Así fue como Pierre de Polignac se convirtió en príncipe consorte del principado de Mónaco
Soltero y con la presión de no tener un heredero al trono, Luis II de Mónaco reconoció a Carlota, la hija ‘ilegítima’ que tuvo con la actriz Marie Juliette Louvet. Ella, sabía bien que tendría que casarse para llegar al trono y, de esa forma, asegurar la larga línea de sucesión de los Grimaldi como soberanos de ese país europeo.

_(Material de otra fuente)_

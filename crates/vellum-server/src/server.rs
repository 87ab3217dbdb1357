// File: src/server.rs
// Purpose: Process-wide server state, the route table, and top-level dispatch

use std::fs;
use std::path::PathBuf;
use std::sync::Arc;

use anyhow::{Context, Result};
use axum::body::Body;
use axum::http::{Method, Request, StatusCode};
use axum::response::{IntoResponse, Response};
use tracing::{debug, error};
use vellum_router::{Params, ParamValue, PathPattern, Router};

use crate::assets::AssetGateway;
use crate::config::{Config, RenderOptions};
use crate::error::DispatchError;
use crate::loader::{ManifestPageLoader, PageLoader};
use crate::page::{parse_query, Query, RequestMeta};
use crate::render::RenderOrchestrator;

/// File under the build output directory holding the build identifier.
pub const BUILD_ID_FILE: &str = "BUILD_ID";

/// The reserved path prefix for framework-generated assets.
pub const INTERNAL_PREFIX: &str = "/_next";

/// Dispatch targets for the route table. Method references rather than
/// closures: the table stays a plain ordered list and the server passes
/// its own state explicitly.
#[derive(Debug, Clone, Copy, PartialEq, Eq)]
pub enum RouteHandler {
    /// `/_next/static/*` — versioned client assets from the build output.
    BuildAsset,
    /// `/_next/*` — anything else in the internal namespace is always 404.
    ReservedNamespace,
    /// `/static/*` — public assets rooted at the project directory.
    PublicAsset,
    /// `/*` — dynamic page rendering (optional catch-all).
    Page,
}

/// Process-wide server state: resolved directories, build identifier,
/// the compiled route table, and the render collaborators. Created once
/// at construction; immutable afterwards except the asset prefix.
pub struct VellumServer {
    dist_dir: PathBuf,
    options: Arc<RenderOptions>,
    router: Router<RouteHandler>,
    assets: AssetGateway,
    orchestrator: RenderOrchestrator,
}

impl VellumServer {
    /// Builds a server with the default manifest-gated page loader.
    pub fn new(root_dir: impl Into<PathBuf>, config: Config) -> Result<Self> {
        let root_dir = root_dir.into();
        let dist_dir = root_dir.join(&config.build.dist_dir);
        let loader = ManifestPageLoader::from_dir(&dist_dir)?;
        Self::with_loader(root_dir, config, Arc::new(loader))
    }

    /// Builds a server around a caller-supplied page loader.
    ///
    /// Reading the build identifier is the startup gate: without it the
    /// server must not start serving traffic.
    pub fn with_loader(
        root_dir: impl Into<PathBuf>,
        config: Config,
        loader: Arc<dyn PageLoader>,
    ) -> Result<Self> {
        let root_dir = root_dir.into();
        let dist_dir = root_dir.join(&config.build.dist_dir);

        let build_id = fs::read_to_string(dist_dir.join(BUILD_ID_FILE))
            .map(|id| id.trim().to_string())
            .with_context(|| {
                format!(
                    "Could not find a production build in {}. Run the build step before starting the server",
                    dist_dir.display()
                )
            })?;

        let options = Arc::new(RenderOptions::from_config(&config, build_id));
        let router = build_route_table(config.serve.use_filesystem_public_routes)?;
        let assets = AssetGateway::new(
            dist_dir.join("static"),
            root_dir.join(&config.build.static_dir),
        );
        let orchestrator = RenderOrchestrator::new(loader, options.clone());

        Ok(Self {
            dist_dir,
            options,
            router,
            assets,
            orchestrator,
        })
    }

    pub fn build_id(&self) -> &str {
        &self.options.build_id
    }

    pub fn options(&self) -> &Arc<RenderOptions> {
        &self.options
    }

    pub fn dist_dir(&self) -> &PathBuf {
        &self.dist_dir
    }

    /// Startup-only hook for pointing asset URLs at a CDN.
    pub fn set_asset_prefix(&self, prefix: &str) {
        self.options.set_asset_prefix(prefix);
    }

    /// Request entry point. Always resolves to a completed response;
    /// nothing propagates past this boundary.
    pub async fn handle(&self, req: Request<Body>) -> Response {
        let method = req.method().clone();
        let path = req.uri().path().to_string();
        let meta = RequestMeta::of(&req);
        let query = parse_query(req.uri().query());
        debug!(%method, %path, "dispatching request");

        let outcome = match self.router.recognize(&path) {
            Ok(Some(matched)) => {
                let handler = *matched.handler;
                let params = matched.params;
                self.dispatch(handler, req, params, &meta, &query).await
            }
            Ok(None) if method == Method::GET || method == Method::HEAD => {
                self.orchestrator.render_not_found(&meta, &query).await
            }
            Ok(None) => Ok((StatusCode::NOT_IMPLEMENTED, "Not Implemented").into_response()),
            Err(_) => {
                // Malformed percent-encoding: 400 via the error-page
                // pipeline with a null error, not an unmatched-route 404.
                self.orchestrator
                    .render_error(&meta, &query, StatusCode::BAD_REQUEST, None)
                    .await
            }
        };

        match outcome {
            Ok(response) => response,
            // A NotFound that escaped the orchestrator means even the
            // error page could not be located; answer plainly.
            Err(DispatchError::NotFound) => (StatusCode::NOT_FOUND, "Not Found").into_response(),
            Err(err) => {
                error!(%path, error = %format!("{err:#}"), "unhandled failure while serving request");
                (StatusCode::INTERNAL_SERVER_ERROR, "Internal Server Error").into_response()
            }
        }
    }

    async fn dispatch(
        &self,
        handler: RouteHandler,
        req: Request<Body>,
        params: Params,
        meta: &RequestMeta,
        query: &Query,
    ) -> Result<Response, DispatchError> {
        match handler {
            RouteHandler::BuildAsset => {
                let tail = wildcard_segments(&params, "path");
                let immutable = tail.first().is_some_and(|first| {
                    first == "runtime" || first == "chunks" || *first == self.options.build_id
                });
                let target = self.assets.build_asset_path(tail);
                match self.assets.serve(req, &target, immutable).await {
                    Err(DispatchError::NotFound) => {
                        self.orchestrator.render_not_found(meta, query).await
                    }
                    outcome => outcome,
                }
            }
            RouteHandler::ReservedNamespace => {
                self.orchestrator.render_not_found(meta, query).await
            }
            RouteHandler::PublicAsset => {
                let tail = wildcard_segments(&params, "path");
                let target = self.assets.public_asset_path(tail);
                match self.assets.serve(req, &target, false).await {
                    Err(DispatchError::NotFound) => {
                        self.orchestrator.render_not_found(meta, query).await
                    }
                    outcome => outcome,
                }
            }
            RouteHandler::Page => self.render(req, params).await,
        }
    }

    /// Renders a page for the given request. Public so embedders can
    /// drive the pipeline directly; internal-namespace paths arriving
    /// here are handed back to `handle`, whose route table resolves them
    /// before the page catch-all is reached — so this cannot recurse.
    pub async fn render(
        &self,
        req: Request<Body>,
        params: Params,
    ) -> Result<Response, DispatchError> {
        if req.uri().path().starts_with(INTERNAL_PREFIX) {
            return Ok(Box::pin(self.handle(req)).await);
        }

        let meta = RequestMeta::of(&req);
        let query = parse_query(req.uri().query());
        let pathname = req.uri().path().to_string();
        self.orchestrator.render(&meta, &pathname, &query, params).await
    }
}

/// The fixed route table. Registration order is security-relevant: the
/// internal namespaces and the public static prefix must be claimed
/// before the generic catch-all, or arbitrary paths could shadow them.
fn build_route_table(serve_pages: bool) -> Result<Router<RouteHandler>> {
    let mut router = Router::new();
    router.push(
        PathPattern::compile("/_next/static/:path*")?,
        RouteHandler::BuildAsset,
    );
    router.push(
        PathPattern::compile("/_next/:path*")?,
        RouteHandler::ReservedNamespace,
    );
    router.push(
        PathPattern::compile("/static/:path*")?,
        RouteHandler::PublicAsset,
    );
    if serve_pages {
        router.push(PathPattern::compile("/:path*")?, RouteHandler::Page);
    }
    Ok(router)
}

fn wildcard_segments<'a>(params: &'a Params, name: &str) -> &'a [String] {
    match params.get(name) {
        Some(ParamValue::Many(segments)) => segments,
        _ => &[],
    }
}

Fue entonces que Luis II se dispuso a buscar entre las casas ducales más prestigiadas de la realeza europea cuando encontró en Pierre al candidato ideal para convertirlo en el príncipe consorte. La boda, que muchos sospechan fue del todo arreglada y por conveniencia, se llevó a cabo de acuerdo con el protocolo de la realeza de Mónaco.


El matrimonio entre Carlota y Pierre, que culminó oficialmente en 1933, estuvo siempre bajo la sombra de la duda, pues muchos aseguraron que Polignac era homosexual y que mantuvo una relación secreta con el escritor británico, James Lees-Milne, rumor que nunca se confirmó.
De la unión entre ambos, nacieron Antonieta y Rainiero, quien más tarde se convertiría en soberano y en papá del príncipe Alberto, así como de las princesas Carolina y Estefanía, los rostros actuales de la corona de Mónaco, sumamente públicas.